Batches run in one round trip as one transaction; interactive transactions get a baton-pinned session — one server-side connection for their whole life:

await db.batch(
  [
    { sql: "INSERT INTO users(name, balance) VALUES (?, ?)", args: ["bob", 100] },
    { sql: "INSERT INTO users(name, balance) VALUES (?, ?)", args: ["carol", 100] },
  ],
  "write",
);

const tx = await db.transaction("write");
try {
  await tx.execute({ sql: "UPDATE users SET balance = balance - ? WHERE name = ?", args: [30, "ada"] });
  await tx.execute({ sql: "UPDATE users SET balance = balance + ? WHERE name = ?", args: [30, "bob"] });
  await tx.commit();
} catch (e) {
  await tx.rollback();
  throw e;
}

Notes:

  • lastInsertRowid comes back as a BigInt.
  • libsql:// URLs mean HTTPS in this SDK; use explicit http:// / https:// with quicSQL and don’t add query parameters (the SDK rejects unknown ones).
  • Bun: bun add @libsql/client — supported by the SDK. Deno: deno add npm:@libsql/client or import @libsql/client/web.

Drizzle ORM

Drizzle’s libSQL driver wraps @libsql/client, so a typed schema, queries, and transactions run over the wire with no adapter:

import { createClient } from "@libsql/client";
import { drizzle } from "drizzle-orm/libsql";
import { sqliteTable, integer, text } from "drizzle-orm/sqlite-core";

const users = sqliteTable("users", {
  id: integer("id").primaryKey({ autoIncrement: true }),
  name: text("name").notNull(),
  balance: integer("balance").notNull(),
});

const client = createClient({ url: "http://127.0.0.1:7775/app/", authToken: "your-token" });
const db = drizzle(client);

await db.insert(users).values({ name: "ada", balance: 100 });
const all = await db.select().from(users).orderBy(users.name);

drizzle-kit migrations emit plain SQL, which quicSQL executes like any other statement.

Prisma

Prisma’s @prisma/adapter-libsql wraps a createClient instance too — configure it with the same URL (trailing slash included) and token, and Prisma Client talks to quicSQL.
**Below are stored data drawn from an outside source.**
// SPDX-License-Identifier: BUSL-1.1
// Copyright (c) 2026 Alfred Jean LLC

//! Daemon lifecycle management: startup, shutdown, logging.

use std::fs::File;
use std::io::Write;
use std::path::PathBuf;
use std::sync::Arc;

use fleet_registry::Registry;
use fs2::FileExt;
use thiserror::Error;
use tokio::net::{TcpListener, UnixListener};
use tracing::{info, warn};

use crate::config::Config;
use crate::env;

/// Lifecycle errors
#[derive(Debug, Error)]
pub enum LifecycleError {
    #[error("could not determine state directory")]
    NoStateDir,

    #[error("failed to acquire lock: daemon already running?")]
    LockFailed(#[source] std::io::Error),

    #[error("failed to bind socket at {0}: {1}")]
    BindFailed(PathBuf, std::io::Error),

    #[error("failed to bind tcp port {0}: {1}")]
    TcpBindFailed(u16, std::io::Error),

    #[error("registry error: {0}")]
    Registry(#[from] fleet_registry::RegistryError),

    #[error("io error: {0}")]
    Io(#[from] std::io::Error),
}

/// Daemon state during operation.
#[derive(Debug)]
pub struct DaemonState {
    pub config: Config,
    // NOTE(lifetime): Held to maintain exclusive file lock; released on drop
    #[allow(dead_code)]
    lock_file: File,
    pub registry: Arc<Registry>,
}

/// Result of daemon startup: state plus the bound listeners to hand to the
/// Listener task.
#[derive(Debug)]
pub struct StartupResult {
    pub daemon: DaemonState,
    pub unix: UnixListener,
    pub tcp: Option<TcpListener>,
}

/// Start the daemon
pub async fn startup(config: &Config) -> Result<StartupResult, LifecycleError> {
    match startup_inner(config).await {
        Ok(result) => Ok(result),
        Err(e) => {
            // Don't clean up if we failed to acquire the lock —
            // those files belong to the already-running daemon.
            if !matches!(e, LifecycleError::LockFailed(_)) {
                cleanup_on_failure(config);
            }
            Err(e)
        }
    }
}

async fn startup_inner(config: &Config) -> Result<StartupResult, LifecycleError> {
    // 1. State directory first (socket, lock, registry all live under it)
    std::fs::create_dir_all(&config.state_dir)?;

    // 2. Acquire lock file before touching anything else - prevents races.
    // OpenOptions without truncate so a failed lock doesn't wipe the
    // running daemon's PID.
    let lock_file = std::fs::OpenOptions::new()
        .write(true)
        .create(true)
        .truncate(false)
        .open(&config.lock_path)?;
    lock_file.try_lock_exclusive().map_err(LifecycleError::LockFailed)?;

    // Write PID to lock file (truncate now that we hold the lock)
    let mut lock_file = lock_file;
    lock_file.set_len(0)?;
    writeln!(lock_file, "{}", std::process::id())?;
    let lock_file = lock_file;

    // 3. Open the registry
    let registry = Arc::new(Registry::open(&config.registry_dir)?);
    info!(count = registry.list(None).len(), "registry opened");

    // 4. Remove stale socket and bind (last, after all validation passes)
    if config.socket_path.exists() {
        std::fs::remove_file(&config.socket_path)?;
    }
    let unix = UnixListener::bind(&config.socket_path)
        .map_err(|e| LifecycleError::BindFailed(config.socket_path.clone(), e))?;

    let tcp = match env::tcp_port() {
        Some(port) => {
            if env::auth_token().is_none() {
                warn!(port, "tcp listener enabled without FLEET_AUTH_TOKEN; remote requests are unauthenticated");
            }
            let listener = TcpListener::bind(("0.0.0.0", port))
                .await
                .map_err(|e| LifecycleError::TcpBindFailed(port, e))?;
            info!(port, "tcp listener bound");
            Some(listener)
        }
        None => None,
    };

    info!("daemon started");
    Ok(StartupResult { daemon: DaemonState { config: config.clone(), lock_file, registry }, unix, tcp })
}

impl DaemonState {
    /// Shutdown the daemon gracefully.
    pub fn shutdown(&mut self) {
        info!("shutting down daemon...");

        if self.config.socket_path.exists() {
            if let Err(e) = std::fs::remove_file(&self.config.socket_path) {
                warn!("failed to remove socket file: {}", e);
            }
        }
        if self.config.lock_path.exists() {
            if let Err(e) = std::fs::remove_file(&self.config.lock_path) {
                warn!("failed to remove pid file: {}", e);
            }
        }
        // Lock released when self.lock_file drops.

        info!("daemon shutdown complete");
    }
}

/// Clean up resources on startup failure
fn cleanup_on_failure(config: &Config) {
    if config.socket_path.exists() {
        let _ = std::fs::remove_file(&config.socket_path);
    }
    if config.lock_path.exists() {
        let _ = std::fs::remove_file(&config.lock_path);
    }
}

/// File logging with env-filter control; the returned guard must live for
/// the life of the process.
pub fn init_tracing(
    config: &Config,
) -> Result<tracing_appender::non_blocking::WorkerGuard, LifecycleError> {
    std::fs::create_dir_all(&config.log_dir)?;
    let appender = tracing_appender::rolling::never(&config.log_dir, "fleetd.log");
    let (writer, guard) = tracing_appender::non_blocking(appender);
    let filter = tracing_subscriber::EnvFilter::try_from_default_env()
        .unwrap_or_else(|_| tracing_subscriber::EnvFilter::new("info"));
    tracing_subscriber::fmt()
        .with_env_filter(filter)
        .with_writer(writer)
        .with_ansi(false)
        .init();
    Ok(guard)
}

#[cfg(test)]
#[path = "lifecycle_tests.rs"]
mod tests;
Zero dependencies: fetch + the native JSON API

For scripts, edge runtimes, or when you don’t want an SDK at all:

const res = await fetch("http://127.0.0.1:7775/app/query", {
  method: "POST",
  headers: {
    authorization: "Bearer your-token",
    "content-type": "application/json",
  },
  body: JSON.stringify({ sql: "SELECT name, balance FROM users WHERE id = ?", args: [7] }),
});
const { columns, rows } = await res.json();

Full request/response shapes — including statements batches and how errors come back — are in the HTTP API reference.

Runnable versions

examples/clients/node-libsql, node-drizzle, and node-fetch run these exact flows against a real server in CI.